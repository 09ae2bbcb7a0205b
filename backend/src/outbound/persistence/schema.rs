//! Diesel table definitions for the PostgreSQL schema.
//!
//! These definitions must match the deployed database exactly; Diesel uses
//! them for compile-time query validation and type-safe SQL generation.
//! `diesel print-schema` against a live database can regenerate them.

diesel::table! {
    /// Operator accounts.
    ///
    /// Rows are provisioned out of band; the application only reads them to
    /// resolve display names at login.
    users (id) {
        /// Primary key: UUID v4 identifier.
        id -> Uuid,
        /// Human-readable display name.
        display_name -> Varchar,
        /// Record creation timestamp.
        created_at -> Timestamptz,
        /// Last modification timestamp.
        updated_at -> Timestamptz,
    }
}

diesel::table! {
    /// Reservations, the parent aggregate for every bookable service row.
    ///
    /// `total_price` and `amount_paid` are raw running sums across all child
    /// rows regardless of currency and are only ever adjusted by atomic SQL
    /// increments; `reservation_currency_totals` carries the per-currency
    /// breakdown.
    reservations (id) {
        /// Primary key: UUID v4 identifier.
        id -> Uuid,
        /// Human-facing reference code, unique across all reservations.
        reference_code -> Varchar,
        /// Operator who owns the reservation.
        owner_id -> Uuid,
        /// Lifecycle state: draft, confirmed, cancelled, or completed.
        status -> Varchar,
        /// Running sum of child totals, across currencies.
        total_price -> Numeric,
        /// Running sum of child payments, across currencies.
        amount_paid -> Numeric,
        /// Free-form operator notes.
        notes -> Nullable<Text>,
        /// Actor who created the row.
        created_by -> Uuid,
        /// Actor who last touched the row or any of its children.
        updated_by -> Uuid,
        /// Record creation timestamp.
        created_at -> Timestamptz,
        /// Last touch timestamp.
        updated_at -> Timestamptz,
    }
}

diesel::table! {
    /// Per-currency slice of a reservation's aggregate, maintained by upsert
    /// inside the same transaction as the child-row write.
    reservation_currency_totals (reservation_id, currency) {
        /// Parent reservation.
        reservation_id -> Uuid,
        /// Three-letter ISO 4217 code.
        #[max_length = 3]
        currency -> Varchar,
        /// Running total across this currency's child rows.
        total_price -> Numeric,
        /// Running payments across this currency's child rows.
        amount_paid -> Numeric,
    }
}

diesel::table! {
    /// Passengers attached to a reservation.
    pax (id) {
        id -> Uuid,
        reservation_id -> Uuid,
        first_name -> Varchar,
        last_name -> Varchar,
        date_of_birth -> Nullable<Date>,
        dni_number -> Nullable<Varchar>,
        dni_expiration -> Nullable<Date>,
        passport_number -> Nullable<Varchar>,
        passport_expiration -> Nullable<Date>,
        created_by -> Uuid,
        updated_by -> Uuid,
        created_at -> Timestamptz,
        updated_at -> Timestamptz,
    }
}

diesel::table! {
    /// Hotel stays.
    hotels (id) {
        id -> Uuid,
        reservation_id -> Uuid,
        hotel_name -> Varchar,
        location -> Varchar,
        check_in -> Timestamptz,
        check_out -> Timestamptz,
        booking_reference -> Nullable<Varchar>,
        #[max_length = 3]
        currency -> Varchar,
        total_price -> Numeric,
        amount_paid -> Numeric,
        created_by -> Uuid,
        updated_by -> Uuid,
        created_at -> Timestamptz,
        updated_at -> Timestamptz,
    }
}

diesel::table! {
    /// Flight segments.
    flights (id) {
        id -> Uuid,
        reservation_id -> Uuid,
        origin -> Varchar,
        destination -> Varchar,
        carrier -> Nullable<Varchar>,
        departs_at -> Timestamptz,
        arrives_at -> Timestamptz,
        booking_reference -> Nullable<Varchar>,
        #[max_length = 3]
        currency -> Varchar,
        total_price -> Numeric,
        amount_paid -> Numeric,
        created_by -> Uuid,
        updated_by -> Uuid,
        created_at -> Timestamptz,
        updated_at -> Timestamptz,
    }
}

diesel::table! {
    /// Cruise legs.
    cruises (id) {
        id -> Uuid,
        reservation_id -> Uuid,
        ship_name -> Varchar,
        departure_port -> Varchar,
        arrival_port -> Varchar,
        departs_at -> Timestamptz,
        arrives_at -> Timestamptz,
        booking_reference -> Nullable<Varchar>,
        #[max_length = 3]
        currency -> Varchar,
        total_price -> Numeric,
        amount_paid -> Numeric,
        created_by -> Uuid,
        updated_by -> Uuid,
        created_at -> Timestamptz,
        updated_at -> Timestamptz,
    }
}

diesel::table! {
    /// Ground transfers.
    transfers (id) {
        id -> Uuid,
        reservation_id -> Uuid,
        pickup_location -> Varchar,
        dropoff_location -> Varchar,
        pickup_at -> Timestamptz,
        dropoff_at -> Nullable<Timestamptz>,
        booking_reference -> Nullable<Varchar>,
        #[max_length = 3]
        currency -> Varchar,
        total_price -> Numeric,
        amount_paid -> Numeric,
        created_by -> Uuid,
        updated_by -> Uuid,
        created_at -> Timestamptz,
        updated_at -> Timestamptz,
    }
}

diesel::table! {
    /// Excursions and activities.
    excursions (id) {
        id -> Uuid,
        reservation_id -> Uuid,
        name -> Varchar,
        location -> Nullable<Varchar>,
        starts_at -> Nullable<Timestamptz>,
        ends_at -> Nullable<Timestamptz>,
        booking_reference -> Nullable<Varchar>,
        #[max_length = 3]
        currency -> Varchar,
        total_price -> Numeric,
        amount_paid -> Numeric,
        created_by -> Uuid,
        updated_by -> Uuid,
        created_at -> Timestamptz,
        updated_at -> Timestamptz,
    }
}

diesel::table! {
    /// Medical assistance cover.
    medical_assists (id) {
        id -> Uuid,
        reservation_id -> Uuid,
        provider -> Varchar,
        description -> Nullable<Text>,
        starts_at -> Nullable<Timestamptz>,
        ends_at -> Nullable<Timestamptz>,
        booking_reference -> Nullable<Varchar>,
        #[max_length = 3]
        currency -> Varchar,
        total_price -> Numeric,
        amount_paid -> Numeric,
        created_by -> Uuid,
        updated_by -> Uuid,
        created_at -> Timestamptz,
        updated_at -> Timestamptz,
    }
}

diesel::table! {
    /// Car rentals.
    car_rentals (id) {
        id -> Uuid,
        reservation_id -> Uuid,
        company -> Varchar,
        pickup_location -> Varchar,
        dropoff_location -> Varchar,
        pickup_at -> Timestamptz,
        dropoff_at -> Timestamptz,
        booking_reference -> Nullable<Varchar>,
        #[max_length = 3]
        currency -> Varchar,
        total_price -> Numeric,
        amount_paid -> Numeric,
        created_by -> Uuid,
        updated_by -> Uuid,
        created_at -> Timestamptz,
        updated_at -> Timestamptz,
    }
}

diesel::joinable!(reservations -> users (owner_id));
diesel::joinable!(reservation_currency_totals -> reservations (reservation_id));
diesel::joinable!(pax -> reservations (reservation_id));
diesel::joinable!(hotels -> reservations (reservation_id));
diesel::joinable!(flights -> reservations (reservation_id));
diesel::joinable!(cruises -> reservations (reservation_id));
diesel::joinable!(transfers -> reservations (reservation_id));
diesel::joinable!(excursions -> reservations (reservation_id));
diesel::joinable!(medical_assists -> reservations (reservation_id));
diesel::joinable!(car_rentals -> reservations (reservation_id));

diesel::allow_tables_to_appear_in_same_query!(
    users,
    reservations,
    reservation_currency_totals,
    pax,
    hotels,
    flights,
    cruises,
    transfers,
    excursions,
    medical_assists,
    car_rentals,
);
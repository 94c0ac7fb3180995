use thiserror::Error;

/// Errors surfaced by allocation paths. Precondition violations (null
/// handles, double publication, counter misuse) are asserted instead and
/// are not recoverable.
#[derive(Debug, Clone, Copy, PartialEq, Eq, Error)]
pub enum Error {
    /// Virtual reservation, arena commit, or handle-table growth failed,
    /// or the handle table hit its fixed ceiling.
    #[error("out of memory")]
    OutOfMemory,
}

pub type Result<T> = std::result::Result<T, Error>;
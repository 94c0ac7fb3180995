use std::sync::atomic::{AtomicUsize, Ordering};
use std::sync::Arc;

use crate::{
    assembly::DomainAssembly,
    domain::{ClassInitLockEntry, Domain},
    error::Error,
    handle::{LoaderHandle, MAX_LOADER_HANDLES},
    loader_allocator::{LoadContextBinder, LoaderAllocator, TypeToken},
    object::ObjectRef,
    runtime::{RuntimeHooks, MANAGED_TRACKING_PRESSURE},
    tracking::{LoaderAllocatorObject, INITIAL_HANDLE_TABLE_LENGTH},
};

fn object(word: usize) -> ObjectRef {
    ObjectRef::from_ptr((word * 8) as *mut u8)
}

fn collectible_with_assembly(
    domain: &Arc<Domain>,
    name: &str,
) -> (Arc<LoaderAllocator>, Arc<LoaderAllocatorObject>) {
    let allocator = LoaderAllocator::assembly(domain, true).unwrap();
    let tracker = allocator.setup_managed_tracking();
    allocator.activate_managed_tracking();

    let assembly = DomainAssembly::new(name, &allocator);
    allocator.add_domain_assembly(&assembly);
    domain.add_assembly(&assembly);

    (allocator, tracker)
}

#[test]
fn solo_collectible_is_torn_down_when_its_scout_dies() {
    let domain = Domain::new("solo");
    let (allocator, tracker) = collectible_with_assembly(&domain, "solo.dll");

    // Phase 1: managed allocator alive.
    assert!(allocator.is_alive());
    assert!(allocator.is_managed_scout_alive());
    assert_eq!(allocator.reference_count(), 1);
    assert_eq!(domain.engine().memory_pressure(), MANAGED_TRACKING_PRESSURE);
    assert!(domain.is_file_cached("solo.dll"));

    drop(tracker);

    // Phase 4: dead, swept, everything detached.
    assert!(!allocator.is_alive());
    assert!(allocator.is_terminated());
    assert!(allocator.is_unloaded());
    assert_eq!(domain.assembly_count(), 0);
    assert!(!domain.is_file_cached("solo.dll"));
    assert_eq!(domain.engine().memory_pressure(), 0);
}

▬▬▬

**Your instructions:** Each line from the one holding "allocator.activate_managed_tracking();" to the end of the data above goes into the answer exactly as written, and no other line does.

**Solution for this problem:**
    allocator.activate_managed_tracking();

    let assembly = DomainAssembly::new(name, &allocator);
    allocator.add_domain_assembly(&assembly);
    domain.add_assembly(&assembly);

    (allocator, tracker)
}

#[test]
fn solo_collectible_is_torn_down_when_its_scout_dies() {
    let domain = Domain::new("solo");
    let (allocator, tracker) = collectible_with_assembly(&domain, "solo.dll");

    // Phase 1: managed allocator alive.
    assert!(allocator.is_alive());
    assert!(allocator.is_managed_scout_alive());
    assert_eq!(allocator.reference_count(), 1);
    assert_eq!(domain.engine().memory_pressure(), MANAGED_TRACKING_PRESSURE);
    assert!(domain.is_file_cached("solo.dll"));

    drop(tracker);

    // Phase 4: dead, swept, everything detached.
    assert!(!allocator.is_alive());
    assert!(allocator.is_terminated());
    assert!(allocator.is_unloaded());
    assert_eq!(domain.assembly_count(), 0);
    assert!(!domain.is_file_cached("solo.dll"));
    assert_eq!(domain.engine().memory_pressure(), 0);
}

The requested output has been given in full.